Sekarang kita masuk pada QS.56:79.
Terutama kata ‘yamassuhu’ yang secara harfiah berarti menyentuhnya (Al
Qur’an). ‘Menyentuh’ di sini, itu bukan menyentuh secara fisik. Misalnya
menyentuh Mushhaf dengan tangan. Tetapi maksudnya adalah menyentuh secara
psikis. Yakni memahami dan mengamalkan. Tidak bisa ‘menyentuh’ Qur’an kecuali
orang yang disucikan, maksudnya adalah tidak akan bisa memahami Qur’an itu
kecuali orang yang mensucikan jiwanya.
Jadi, kata ‘menyentuh’ pada
QS.56:79 itu adalah makna majas. Bukan makna hakiki. Makna konotatif. Bukan
makna denotatif. Makna implisit. Bukan makna eksplisit. Makna kiasan. Bukan
makna harfiah. Pemaknaan itu, kita bisa mengambil i’tibarnya dari ayat berikut.
QS. Al-Baqarah[2]: 237
وَإِنْ طَلَّقْتُمُوهُنَّ
مِنْ قَبْلِ أَنْ تَمَسُّوهُنَّ وَقَدْ فَرَضْتُمْ لَهُنَّ فَرِيضَةً فَنِصْفُ مَا
فَرَضْتُمْ
Jika kamu menceraikan isterimu
sebelum kamu ‘BERSENTUHAN’ (berhubungan intim) dengannya, padahal kamu sudah
menentukan maharnya, maka bayarlah seperdua dari mahar yang telah kamu tentukan
itu.
Atau ayat di bawah ini.
QS. Al-Baqarah[2]: 236
لَا جُنَاحَ عَلَيْكُمْ
إِنْ طَلَّقْتُمُ النِّسَاءَ مَا لَمْ تَمَسُّوهُنَّ أَوْ تَفْرِضُوا لَهُنَّ
فَرِيضَةً ۚ
Tidak ada kewajiban membayar
(mahar) atas kamu, jika kamu menceraikan isterimu sebelum kamu ‘BERSENTUHAN’ (berhubungan
intim) dengannya dan sebelum kamu menentukan maharnya.

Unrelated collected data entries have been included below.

// src/cooldown.rs

//! Cooldown tracking for manual triggers.
//!
//! Manual re-triggers that arrive too soon after a previous one are rejected
//! before any lock or pipeline work happens. Each (job, action kind) pair has
//! its own record; the two action kinds carry different configured
//! thresholds (routine update vs. destructive clear-and-regenerate).

use std::collections::HashMap;
use std::fmt;
use std::time::{Duration, Instant};

use tokio::sync::Mutex;
use tracing::debug;

use crate::store::JobId;

/// The two manual pipeline actions, rate-limited independently.
#[derive(Debug, Clone, Copy, PartialEq, Eq, Hash)]
pub enum ActionKind {
    Update,
    ClearRegenerate,
}

impl fmt::Display for ActionKind {
    fn fmt(&self, f: &mut fmt::Formatter<'_>) -> fmt::Result {
        match self {
            ActionKind::Update => f.write_str("update"),
            ActionKind::ClearRegenerate => f.write_str("clear-regenerate"),
        }
    }
}

/// Last-invocation timestamps per (job, action kind).
///
/// A read-then-write race between two callers is resolved last-writer-wins;
/// the execution guard rejects overlapping actual work regardless.
#[derive(Default)]
pub struct RateLimiter {
    last: Mutex<HashMap<(JobId, ActionKind), Instant>>,
}

impl RateLimiter {
    pub fn new() -> Self {
        Self::default()
    }

    /// Returns `true` and records the invocation when at least `cooldown` has
    /// elapsed since the last allowed invocation for this key (or the key has
    /// never been seen). Returns `false` otherwise, leaving the record
    /// untouched.
    pub async fn allow(&self, id: &JobId, kind: ActionKind, cooldown: Duration) -> bool {
        let mut last = self.last.lock().await;
        let now = Instant::now();

        if let Some(prev) = last.get(&(id.clone(), kind)) {
            let elapsed = now.duration_since(*prev);
            if elapsed < cooldown {
                debug!(job = %id, action = %kind, ?elapsed, "manual trigger inside cooldown window; rejected");
                return false;
            }
        }

        last.insert((id.clone(), kind), now);
        true
    }
}
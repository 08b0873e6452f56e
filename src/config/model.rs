// src/config/model.rs

use std::path::PathBuf;
use std::time::Duration;

use serde::Deserialize;

/// Top-level configuration as read from a TOML file.
///
/// ```toml
/// [tool]
/// jacoco_home = "/opt/jacoco"
///
/// [agent]
/// host = "127.0.0.1"
/// port = 6300
///
/// [target]
/// classfiles = "/srv/app/target/classes"
/// sourcefiles = "/srv/app/src/main/java"
///
/// [cooldown]
/// update_secs = 10
/// clear_secs = 30
/// ```
///
/// All sections are optional; tool and target locations may instead come from
/// the `JACOCO_HOME` / `TARGET_HOME` environment variables (see `loader.rs`).
#[derive(Debug, Clone, Default, Deserialize)]
pub struct ConfigFile {
    #[serde(default)]
    pub tool: ToolSection,

    #[serde(default)]
    pub agent: AgentSection,

    #[serde(default)]
    pub target: TargetSection,

    #[serde(default)]
    pub output: OutputSection,

    #[serde(default)]
    pub store: StoreSection,

    #[serde(default)]
    pub cooldown: CooldownSection,

    #[serde(default)]
    pub dump: DumpSection,
}

/// `[tool]` section: how to invoke the external coverage CLI.
#[derive(Debug, Clone, Deserialize)]
pub struct ToolSection {
    /// Java launcher used to run the CLI jar.
    #[serde(default = "default_java")]
    pub java: String,

    /// JaCoCo installation root; `lib/jacococli.jar` is expected below it.
    /// Falls back to the `JACOCO_HOME` environment variable.
    #[serde(default)]
    pub jacoco_home: Option<PathBuf>,
}

fn default_java() -> String {
    "java".to_string()
}

impl Default for ToolSection {
    fn default() -> Self {
        Self {
            java: default_java(),
            jacoco_home: None,
        }
    }
}

/// `[agent]` section: where the instrumentation agent listens for dumps.
#[derive(Debug, Clone, Deserialize)]
pub struct AgentSection {
    #[serde(default = "default_agent_host")]
    pub host: String,

    #[serde(default = "default_agent_port")]
    pub port: u16,
}

fn default_agent_host() -> String {
    "127.0.0.1".to_string()
}

fn default_agent_port() -> u16 {
    6300
}

impl Default for AgentSection {
    fn default() -> Self {
        Self {
            host: default_agent_host(),
            port: default_agent_port(),
        }
    }
}

/// `[target]` section: the instrumented application's build tree.
///
/// When unset, both paths are derived from `TARGET_HOME`:
/// `<TARGET_HOME>/target/classes` and `<TARGET_HOME>/src/main/java`.
#[derive(Debug, Clone, Default, Deserialize)]
pub struct TargetSection {
    #[serde(default)]
    pub classfiles: Option<PathBuf>,

    #[serde(default)]
    pub sourcefiles: Option<PathBuf>,
}

/// `[output]` section: root under which per-job report directories live.
#[derive(Debug, Clone, Deserialize)]
pub struct OutputSection {
    #[serde(default = "default_output_dir")]
    pub dir: PathBuf,
}

fn default_output_dir() -> PathBuf {
    PathBuf::from("reports")
}

impl Default for OutputSection {
    fn default() -> Self {
        Self {
            dir: default_output_dir(),
        }
    }
}

/// `[store]` section: where job definitions are persisted.
#[derive(Debug, Clone, Deserialize)]
pub struct StoreSection {
    #[serde(default = "default_store_path")]
    pub path: PathBuf,
}

fn default_store_path() -> PathBuf {
    PathBuf::from("jobs.toml")
}

impl Default for StoreSection {
    fn default() -> Self {
        Self {
            path: default_store_path(),
        }
    }
}

/// `[cooldown]` section: minimum seconds between manual triggers.
#[derive(Debug, Clone, Deserialize)]
pub struct CooldownSection {
    #[serde(default = "default_update_cooldown_secs")]
    pub update_secs: u64,

    #[serde(default = "default_clear_cooldown_secs")]
    pub clear_secs: u64,
}

fn default_update_cooldown_secs() -> u64 {
    10
}

fn default_clear_cooldown_secs() -> u64 {
    30
}

impl Default for CooldownSection {
    fn default() -> Self {
        Self {
            update_secs: default_update_cooldown_secs(),
            clear_secs: default_clear_cooldown_secs(),
        }
    }
}

/// `[dump]` section: how long to let the agent flush exec data before the
/// report step consumes it.
#[derive(Debug, Clone, Deserialize)]
pub struct DumpSection {
    /// Poll interval while waiting for the exec file to stabilise.
    #[serde(default = "default_settle_poll_ms")]
    pub settle_poll_ms: u64,

    /// How long to poll before giving up on stabilisation.
    #[serde(default = "default_settle_timeout_secs")]
    pub settle_timeout_secs: u64,

    /// Fixed wait applied after a failed stabilisation poll (degraded mode).
    #[serde(default = "default_fallback_delay_secs")]
    pub fallback_delay_secs: u64,
}

fn default_settle_poll_ms() -> u64 {
    200
}

fn default_settle_timeout_secs() -> u64 {
    5
}

fn default_fallback_delay_secs() -> u64 {
    3
}

impl Default for DumpSection {
    fn default() -> Self {
        Self {
            settle_poll_ms: default_settle_poll_ms(),
            settle_timeout_secs: default_settle_timeout_secs(),
            fallback_delay_secs: default_fallback_delay_secs(),
        }
    }
}

/// Fully resolved settings: config file merged with environment overrides,
/// with all required locations present.
#[derive(Debug, Clone)]
pub struct Settings {
    pub java: String,
    pub jacoco_home: PathBuf,
    pub agent_host: String,
    pub agent_port: u16,
    pub classfiles: PathBuf,
    pub sourcefiles: PathBuf,
    pub output_dir: PathBuf,
    pub store_path: PathBuf,
    pub update_cooldown: Duration,
    pub clear_cooldown: Duration,
    pub dump_settle_poll: Duration,
    pub dump_settle_timeout: Duration,
    pub dump_fallback_delay: Duration,
}

impl Settings {
    /// Path of the coverage CLI jar under the tool installation.
    pub fn cli_jar(&self) -> PathBuf {
        self.jacoco_home.join("lib").join("jacococli.jar")
    }
}
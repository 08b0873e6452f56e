// src/store/mod.rs

//! Durable job definitions.
//!
//! The scheduler core only ever talks to the [`JobStore`] trait; the concrete
//! TOML-file-backed implementation lives in [`file`]. The store owns job
//! persistence and nothing else: live triggers are reconstructed from stored
//! jobs by the scheduler at startup and on every mutation.

pub mod file;

use std::fmt;

use serde::{Deserialize, Serialize};
use thiserror::Error;

pub use file::FileStore;

/// Opaque, stable job identity.
#[derive(Debug, Clone, PartialEq, Eq, Hash, PartialOrd, Ord, Serialize, Deserialize)]
#[serde(transparent)]
pub struct JobId(String);

impl JobId {
    pub fn new(id: impl Into<String>) -> Self {
        Self(id.into())
    }

    pub fn as_str(&self) -> &str {
        &self.0
    }
}

impl fmt::Display for JobId {
    fn fmt(&self, f: &mut fmt::Formatter<'_>) -> fmt::Result {
        f.write_str(&self.0)
    }
}

impl From<&str> for JobId {
    fn from(s: &str) -> Self {
        Self(s.to_string())
    }
}

/// A stored job definition: display name plus cron expression.
#[derive(Debug, Clone, PartialEq, Serialize, Deserialize)]
pub struct Job {
    pub id: JobId,
    pub name: String,
    pub cron: String,
}

#[derive(Debug, Error)]
pub enum StoreError {
    #[error("no job with id '{0}'")]
    NotFound(JobId),

    #[error("job store I/O: {0}")]
    Io(#[from] std::io::Error),

    #[error("parsing job store: {0}")]
    Parse(#[from] toml::de::Error),

    #[error("serializing job store: {0}")]
    Serialize(#[from] toml::ser::Error),
}

/// Registry of job definitions.
///
/// Implementations persist jobs somewhere durable; callers must not assume
/// anything about the storage format.
pub trait JobStore: Send + Sync {
    fn list(&self) -> Result<Vec<Job>, StoreError>;
    fn get(&self, id: &JobId) -> Result<Job, StoreError>;
    fn create(&self, name: &str, cron: &str) -> Result<Job, StoreError>;
    fn update(
        &self,
        id: &JobId,
        name: Option<&str>,
        cron: Option<&str>,
    ) -> Result<Job, StoreError>;
    fn delete(&self, id: &JobId) -> Result<(), StoreError>;
}
// src/cli.rs

//! CLI argument parsing using `clap`.

use clap::{Parser, Subcommand, ValueEnum};

/// Command-line arguments for `covsched`.
#[derive(Debug, Clone, Parser)]
#[command(
    name = "covsched",
    version,
    about = "Schedule and trigger coverage report generation against a running JaCoCo agent.",
    long_about = None
)]
pub struct CliArgs {
    /// Path to the config file (TOML).
    #[arg(long, value_name = "PATH", default_value = "Covsched.toml")]
    pub config: String,

    /// Logging level (error, warn, info, debug, trace).
    ///
    /// If omitted, `COVSCHED_LOG` or a default level will be used.
    #[arg(long, value_enum, value_name = "LEVEL")]
    pub log_level: Option<LogLevel>,

    #[command(subcommand)]
    pub command: Command,
}

#[derive(Debug, Clone, Subcommand)]
pub enum Command {
    /// Start the scheduling daemon.
    Run,

    /// List stored jobs and whether their cron expressions parse.
    List,

    /// Add a job. CRON is a standard 5-field expression.
    Add { name: String, cron: String },

    /// Edit a stored job's name and/or cron expression.
    Edit {
        id: String,
        #[arg(long)]
        name: Option<String>,
        #[arg(long)]
        cron: Option<String>,
    },

    /// Remove a stored job.
    Remove { id: String },

    /// Manually refresh a job's report now.
    Trigger { id: String },

    /// Clear a job's accumulated coverage and regenerate its report.
    Clear { id: String },
}

/// Log level as exposed on the CLI.
#[derive(Debug, Copy, Clone, ValueEnum)]
pub enum LogLevel {
    Error,
    Warn,
    Info,
    Debug,
    Trace,
}

impl From<LogLevel> for tracing::Level {
    fn from(lvl: LogLevel) -> Self {
        match lvl {
            LogLevel::Error => tracing::Level::ERROR,
            LogLevel::Warn => tracing::Level::WARN,
            LogLevel::Info => tracing::Level::INFO,
            LogLevel::Debug => tracing::Level::DEBUG,
            LogLevel::Trace => tracing::Level::TRACE,
        }
    }
}

/// Convenience wrapper around `CliArgs::parse()`.
pub fn parse() -> CliArgs {
    CliArgs::parse()
}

Atau ungkapan Maryam pada ayat di
bawah ini.
QS. Ali Imran[3]: 47
قَالَتْ رَبِّ أَنَّىٰ
يَكُونُ لِي وَلَدٌ وَلَمْ يَمْسَسْنِي بَشَرٌ ۖ قَالَ كَذَٰلِكِ اللَّهُ يَخْلُقُ مَا
يَشَاءُ ۚ إِذَا قَضَىٰ أَمْرًا فَإِنَّمَا يَقُولُ
لَهُ كُنْ فَيَكُونُ
Maryam berkata: "Ya Tuhanku.
Bagaimana mungkin aku mempunyai anak. sedangkan belum pernah seorang laki-laki
pun ‘MENYENTUHKU’." Allah berfirman (dengan perantaraan Jibril):
"Demikianlah Allah menciptakan apa yang dikehendaki-Nya. Apabila Allah
berkehendak menetapkan sesuatu, maka Allah hanya cukup berkata kepadanya:
"Jadilah" maka jadilah ia.
Jadi kata ‘menyentuh’ dengan
redaksi al-mass pada ketiga ayat di atas, itu bukan bermakna hakiki.
Tetapi majazi—menyebut satu kata, tetapi yang dimaksud adalah bukan kata itu.
‘Menyentuh’ yang dimaksud adalah berhubungan intim.
Maka begitu juga kata ‘menyentuh’
pada QS.56:79 itu. Tidak menyentuh Qur’an, kecuali orang-orang yang disucikan.
Itu artinya adalah tidak akan bisa paham (idrook) Qur’an kecuali
orang-orang yang mensucikan jiwanya. Orang yang akan bisa paham Qur’an, itu
hanyalah orang-orang yang punya niatan baik ketika membaca Qur’an. Orang-orang
yang tulus mencari petunjuk dan kebenaran dari Qur’an.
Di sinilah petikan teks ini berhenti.